* [What to produce] Write the entries out exactly, with the final line being the one containing "memory spool bound.".

(Dataset entries)
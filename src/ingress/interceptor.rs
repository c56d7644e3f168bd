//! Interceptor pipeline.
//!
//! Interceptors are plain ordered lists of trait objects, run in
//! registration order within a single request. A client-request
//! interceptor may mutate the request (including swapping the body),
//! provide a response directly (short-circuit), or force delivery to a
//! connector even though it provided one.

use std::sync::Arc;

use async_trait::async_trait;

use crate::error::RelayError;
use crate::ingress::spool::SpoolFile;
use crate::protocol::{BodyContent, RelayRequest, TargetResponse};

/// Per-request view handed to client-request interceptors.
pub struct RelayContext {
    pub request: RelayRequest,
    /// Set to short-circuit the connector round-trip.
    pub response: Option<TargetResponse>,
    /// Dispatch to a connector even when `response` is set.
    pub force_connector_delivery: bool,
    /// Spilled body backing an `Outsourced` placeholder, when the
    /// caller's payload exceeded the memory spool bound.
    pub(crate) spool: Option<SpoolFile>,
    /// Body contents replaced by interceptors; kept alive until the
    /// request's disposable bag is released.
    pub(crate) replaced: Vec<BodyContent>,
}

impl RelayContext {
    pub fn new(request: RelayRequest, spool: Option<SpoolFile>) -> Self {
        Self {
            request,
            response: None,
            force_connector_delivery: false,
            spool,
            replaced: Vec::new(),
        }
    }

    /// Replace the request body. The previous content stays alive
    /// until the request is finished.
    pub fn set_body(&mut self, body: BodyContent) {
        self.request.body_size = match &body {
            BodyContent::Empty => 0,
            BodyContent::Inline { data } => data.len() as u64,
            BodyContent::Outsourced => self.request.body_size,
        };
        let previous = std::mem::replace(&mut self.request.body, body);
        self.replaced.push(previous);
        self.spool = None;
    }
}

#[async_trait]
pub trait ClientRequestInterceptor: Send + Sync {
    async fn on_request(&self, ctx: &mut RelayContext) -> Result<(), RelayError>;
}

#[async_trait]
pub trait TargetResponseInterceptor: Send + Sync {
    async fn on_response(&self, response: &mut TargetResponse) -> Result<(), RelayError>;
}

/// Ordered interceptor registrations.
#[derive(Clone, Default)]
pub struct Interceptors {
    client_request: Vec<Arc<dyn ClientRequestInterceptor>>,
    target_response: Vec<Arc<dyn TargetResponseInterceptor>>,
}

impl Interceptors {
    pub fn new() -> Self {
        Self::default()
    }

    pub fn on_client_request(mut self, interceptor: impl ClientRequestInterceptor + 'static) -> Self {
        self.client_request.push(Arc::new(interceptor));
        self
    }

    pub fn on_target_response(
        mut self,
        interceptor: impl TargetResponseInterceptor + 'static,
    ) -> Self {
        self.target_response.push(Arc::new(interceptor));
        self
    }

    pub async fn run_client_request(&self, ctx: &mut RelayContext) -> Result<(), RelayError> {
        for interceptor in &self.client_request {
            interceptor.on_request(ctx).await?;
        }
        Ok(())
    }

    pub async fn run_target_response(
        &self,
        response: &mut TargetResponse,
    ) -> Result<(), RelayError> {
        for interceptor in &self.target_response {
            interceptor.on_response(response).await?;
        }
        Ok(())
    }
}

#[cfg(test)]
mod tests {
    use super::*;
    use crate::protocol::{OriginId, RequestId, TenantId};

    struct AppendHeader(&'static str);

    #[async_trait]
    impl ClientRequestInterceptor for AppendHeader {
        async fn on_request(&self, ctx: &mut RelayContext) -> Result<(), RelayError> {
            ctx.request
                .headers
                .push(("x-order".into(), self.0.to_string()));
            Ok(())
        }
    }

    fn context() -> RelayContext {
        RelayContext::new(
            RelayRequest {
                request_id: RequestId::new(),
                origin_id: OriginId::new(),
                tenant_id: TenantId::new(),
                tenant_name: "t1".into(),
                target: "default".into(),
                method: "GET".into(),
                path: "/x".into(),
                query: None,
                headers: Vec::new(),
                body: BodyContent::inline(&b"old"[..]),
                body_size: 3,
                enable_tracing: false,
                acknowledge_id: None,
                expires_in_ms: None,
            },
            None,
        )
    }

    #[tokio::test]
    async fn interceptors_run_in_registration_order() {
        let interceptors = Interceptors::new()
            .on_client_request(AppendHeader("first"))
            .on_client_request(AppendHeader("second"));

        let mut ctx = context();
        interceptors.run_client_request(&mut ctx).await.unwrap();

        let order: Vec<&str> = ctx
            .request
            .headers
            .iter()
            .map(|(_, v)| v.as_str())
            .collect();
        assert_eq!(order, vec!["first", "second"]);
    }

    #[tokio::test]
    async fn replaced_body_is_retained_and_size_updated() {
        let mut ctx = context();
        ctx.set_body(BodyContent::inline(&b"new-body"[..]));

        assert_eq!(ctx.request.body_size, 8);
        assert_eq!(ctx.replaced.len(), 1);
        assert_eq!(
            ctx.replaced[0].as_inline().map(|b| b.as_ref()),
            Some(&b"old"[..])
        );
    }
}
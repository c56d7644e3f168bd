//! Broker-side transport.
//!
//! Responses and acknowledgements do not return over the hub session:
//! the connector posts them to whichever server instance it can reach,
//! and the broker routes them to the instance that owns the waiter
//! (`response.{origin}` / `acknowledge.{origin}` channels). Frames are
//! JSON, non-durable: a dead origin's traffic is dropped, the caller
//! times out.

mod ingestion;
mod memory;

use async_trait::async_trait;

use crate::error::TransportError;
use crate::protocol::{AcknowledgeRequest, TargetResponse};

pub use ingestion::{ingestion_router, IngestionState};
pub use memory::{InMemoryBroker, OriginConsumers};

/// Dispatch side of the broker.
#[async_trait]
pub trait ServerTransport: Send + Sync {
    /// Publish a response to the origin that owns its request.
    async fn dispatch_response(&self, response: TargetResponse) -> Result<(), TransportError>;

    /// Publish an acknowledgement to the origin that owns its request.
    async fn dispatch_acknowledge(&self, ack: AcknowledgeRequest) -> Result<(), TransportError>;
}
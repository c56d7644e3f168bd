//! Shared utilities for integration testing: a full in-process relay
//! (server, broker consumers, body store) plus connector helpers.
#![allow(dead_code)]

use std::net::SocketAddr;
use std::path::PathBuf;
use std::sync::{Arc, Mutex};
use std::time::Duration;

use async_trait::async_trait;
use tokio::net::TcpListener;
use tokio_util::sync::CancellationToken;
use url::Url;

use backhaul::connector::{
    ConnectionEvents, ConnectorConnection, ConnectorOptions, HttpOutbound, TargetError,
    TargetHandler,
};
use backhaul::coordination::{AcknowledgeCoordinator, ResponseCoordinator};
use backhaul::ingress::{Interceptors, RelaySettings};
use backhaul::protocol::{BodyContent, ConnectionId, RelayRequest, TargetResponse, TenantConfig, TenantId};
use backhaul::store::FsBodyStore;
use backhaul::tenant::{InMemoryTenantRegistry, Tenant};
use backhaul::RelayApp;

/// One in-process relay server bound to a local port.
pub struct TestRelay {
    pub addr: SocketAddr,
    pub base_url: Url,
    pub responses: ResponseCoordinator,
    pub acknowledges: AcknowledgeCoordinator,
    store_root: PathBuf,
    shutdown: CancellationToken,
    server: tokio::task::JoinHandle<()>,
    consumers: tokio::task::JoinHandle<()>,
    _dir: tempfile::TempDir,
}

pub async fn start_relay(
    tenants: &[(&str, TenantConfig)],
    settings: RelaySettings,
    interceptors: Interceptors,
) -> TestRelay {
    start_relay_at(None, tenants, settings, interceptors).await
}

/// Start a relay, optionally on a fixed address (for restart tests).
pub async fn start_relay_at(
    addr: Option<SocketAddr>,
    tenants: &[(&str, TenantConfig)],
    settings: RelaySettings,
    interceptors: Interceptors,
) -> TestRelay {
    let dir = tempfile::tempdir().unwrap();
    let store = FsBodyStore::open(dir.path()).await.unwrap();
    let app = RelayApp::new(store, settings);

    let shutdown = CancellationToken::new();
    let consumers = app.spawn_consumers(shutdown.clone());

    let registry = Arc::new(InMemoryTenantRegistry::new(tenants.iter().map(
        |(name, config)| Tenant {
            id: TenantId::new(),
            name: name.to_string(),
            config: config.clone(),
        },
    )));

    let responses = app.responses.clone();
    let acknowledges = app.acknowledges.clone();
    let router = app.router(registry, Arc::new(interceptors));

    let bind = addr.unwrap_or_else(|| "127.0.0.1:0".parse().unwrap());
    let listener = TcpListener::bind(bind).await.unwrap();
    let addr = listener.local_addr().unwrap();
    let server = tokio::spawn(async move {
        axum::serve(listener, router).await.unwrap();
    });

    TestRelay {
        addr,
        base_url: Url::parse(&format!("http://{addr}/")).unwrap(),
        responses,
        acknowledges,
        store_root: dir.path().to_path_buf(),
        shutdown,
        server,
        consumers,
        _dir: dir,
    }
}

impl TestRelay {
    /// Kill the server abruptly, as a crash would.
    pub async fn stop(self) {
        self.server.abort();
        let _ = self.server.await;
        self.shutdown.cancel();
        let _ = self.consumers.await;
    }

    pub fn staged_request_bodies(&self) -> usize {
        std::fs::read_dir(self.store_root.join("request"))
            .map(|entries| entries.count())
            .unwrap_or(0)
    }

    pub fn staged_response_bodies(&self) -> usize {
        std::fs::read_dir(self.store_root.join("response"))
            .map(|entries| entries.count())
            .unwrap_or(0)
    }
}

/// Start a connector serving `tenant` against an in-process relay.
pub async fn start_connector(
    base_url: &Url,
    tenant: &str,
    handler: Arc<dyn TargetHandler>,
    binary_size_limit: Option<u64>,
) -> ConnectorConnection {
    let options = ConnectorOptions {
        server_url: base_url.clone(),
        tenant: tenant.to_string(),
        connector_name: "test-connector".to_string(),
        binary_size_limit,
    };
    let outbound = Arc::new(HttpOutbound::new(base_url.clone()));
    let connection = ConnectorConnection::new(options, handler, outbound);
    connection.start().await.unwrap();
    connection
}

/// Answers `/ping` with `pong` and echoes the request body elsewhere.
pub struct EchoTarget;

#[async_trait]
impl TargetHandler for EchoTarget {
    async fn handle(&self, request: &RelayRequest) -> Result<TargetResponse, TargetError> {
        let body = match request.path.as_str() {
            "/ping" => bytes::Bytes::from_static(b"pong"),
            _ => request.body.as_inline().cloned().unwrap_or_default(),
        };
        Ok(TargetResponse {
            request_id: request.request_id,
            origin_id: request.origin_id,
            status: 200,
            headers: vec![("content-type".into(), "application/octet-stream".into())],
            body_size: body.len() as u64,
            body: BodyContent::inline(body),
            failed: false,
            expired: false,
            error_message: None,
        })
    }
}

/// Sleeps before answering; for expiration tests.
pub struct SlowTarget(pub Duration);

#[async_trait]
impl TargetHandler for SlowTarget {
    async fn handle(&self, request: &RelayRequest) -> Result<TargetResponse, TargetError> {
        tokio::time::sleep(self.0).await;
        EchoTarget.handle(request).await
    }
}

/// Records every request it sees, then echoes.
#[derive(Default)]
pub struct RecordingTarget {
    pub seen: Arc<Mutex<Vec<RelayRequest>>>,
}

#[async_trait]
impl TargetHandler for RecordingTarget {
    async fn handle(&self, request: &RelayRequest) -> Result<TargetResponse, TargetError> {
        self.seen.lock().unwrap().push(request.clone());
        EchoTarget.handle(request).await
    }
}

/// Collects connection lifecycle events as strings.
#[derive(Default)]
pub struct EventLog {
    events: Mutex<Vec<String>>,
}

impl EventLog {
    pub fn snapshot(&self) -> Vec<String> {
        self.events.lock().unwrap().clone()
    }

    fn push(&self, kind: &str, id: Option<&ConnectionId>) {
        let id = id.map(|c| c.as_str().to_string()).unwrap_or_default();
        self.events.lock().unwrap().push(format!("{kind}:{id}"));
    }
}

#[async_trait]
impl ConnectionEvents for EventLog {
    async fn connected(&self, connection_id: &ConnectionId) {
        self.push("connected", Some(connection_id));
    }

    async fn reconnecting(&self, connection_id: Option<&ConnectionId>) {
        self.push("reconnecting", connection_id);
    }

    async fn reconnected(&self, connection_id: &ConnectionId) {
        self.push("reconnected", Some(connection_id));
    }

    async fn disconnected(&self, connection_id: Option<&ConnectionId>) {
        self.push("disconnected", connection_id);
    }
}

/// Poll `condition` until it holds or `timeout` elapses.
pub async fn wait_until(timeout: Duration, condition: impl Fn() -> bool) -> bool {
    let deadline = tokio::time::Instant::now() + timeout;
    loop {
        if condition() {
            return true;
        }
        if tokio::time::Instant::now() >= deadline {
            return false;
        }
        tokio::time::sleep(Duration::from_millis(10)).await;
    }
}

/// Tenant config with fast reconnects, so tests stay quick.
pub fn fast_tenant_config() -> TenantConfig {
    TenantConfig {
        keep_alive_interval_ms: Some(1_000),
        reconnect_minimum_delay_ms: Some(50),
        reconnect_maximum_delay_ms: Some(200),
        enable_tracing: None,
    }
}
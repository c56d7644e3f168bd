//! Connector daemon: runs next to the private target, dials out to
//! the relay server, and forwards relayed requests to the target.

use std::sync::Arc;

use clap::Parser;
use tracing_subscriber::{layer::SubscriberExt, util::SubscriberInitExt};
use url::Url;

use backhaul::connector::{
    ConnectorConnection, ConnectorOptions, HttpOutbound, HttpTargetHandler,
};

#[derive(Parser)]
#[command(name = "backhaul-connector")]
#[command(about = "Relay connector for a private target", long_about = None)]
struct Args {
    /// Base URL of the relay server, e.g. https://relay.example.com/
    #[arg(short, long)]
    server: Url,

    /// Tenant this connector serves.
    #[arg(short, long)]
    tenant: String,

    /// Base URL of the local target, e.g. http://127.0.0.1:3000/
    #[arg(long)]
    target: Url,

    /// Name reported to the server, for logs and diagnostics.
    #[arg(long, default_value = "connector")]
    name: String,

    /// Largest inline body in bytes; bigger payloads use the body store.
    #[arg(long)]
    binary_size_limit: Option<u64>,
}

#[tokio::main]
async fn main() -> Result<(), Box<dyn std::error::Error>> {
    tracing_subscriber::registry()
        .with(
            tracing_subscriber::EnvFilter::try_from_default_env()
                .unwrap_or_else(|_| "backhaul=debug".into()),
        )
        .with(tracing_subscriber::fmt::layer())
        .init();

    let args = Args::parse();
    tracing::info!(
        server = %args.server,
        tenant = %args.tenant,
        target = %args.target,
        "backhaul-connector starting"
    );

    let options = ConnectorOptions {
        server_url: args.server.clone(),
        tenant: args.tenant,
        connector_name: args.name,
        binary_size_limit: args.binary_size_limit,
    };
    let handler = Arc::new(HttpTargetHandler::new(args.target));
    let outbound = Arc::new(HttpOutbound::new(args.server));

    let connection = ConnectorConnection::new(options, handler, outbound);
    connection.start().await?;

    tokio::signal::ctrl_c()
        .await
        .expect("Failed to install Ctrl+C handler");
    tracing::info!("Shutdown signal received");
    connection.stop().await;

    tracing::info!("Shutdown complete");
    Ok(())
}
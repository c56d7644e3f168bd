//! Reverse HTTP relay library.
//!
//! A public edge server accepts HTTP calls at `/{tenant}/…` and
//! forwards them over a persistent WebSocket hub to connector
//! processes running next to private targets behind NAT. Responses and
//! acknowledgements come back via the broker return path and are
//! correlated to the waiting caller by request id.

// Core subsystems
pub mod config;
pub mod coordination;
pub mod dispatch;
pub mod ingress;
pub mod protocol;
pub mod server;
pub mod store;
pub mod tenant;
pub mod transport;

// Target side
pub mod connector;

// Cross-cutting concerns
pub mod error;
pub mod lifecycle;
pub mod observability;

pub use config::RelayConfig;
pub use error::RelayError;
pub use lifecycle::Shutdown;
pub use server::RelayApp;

* [Exercise output]
filename src/ingress/interceptor.rs
repository c56d7644e3f168bd
//! Interceptor pipeline.
//!
//! Interceptors are plain ordered lists of trait objects, run in
//! registration order within a single request. A client-request
//! interceptor may mutate the request (including swapping the body),
//! provide a response directly (short-circuit), or force delivery to a
//! connector even though it provided one.

use std::sync::Arc;

use async_trait::async_trait;

use crate::error::RelayError;
use crate::ingress::spool::SpoolFile;
use crate::protocol::{BodyContent, RelayRequest, TargetResponse};

/// Per-request view handed to client-request interceptors.
pub struct RelayContext {
    pub request: RelayRequest,
    /// Set to short-circuit the connector round-trip.
    pub response: Option<TargetResponse>,
    /// Dispatch to a connector even when `response` is set.
    pub force_connector_delivery: bool,
    /// Spilled body backing an `Outsourced` placeholder, when the
    /// caller's payload exceeded the memory spool bound.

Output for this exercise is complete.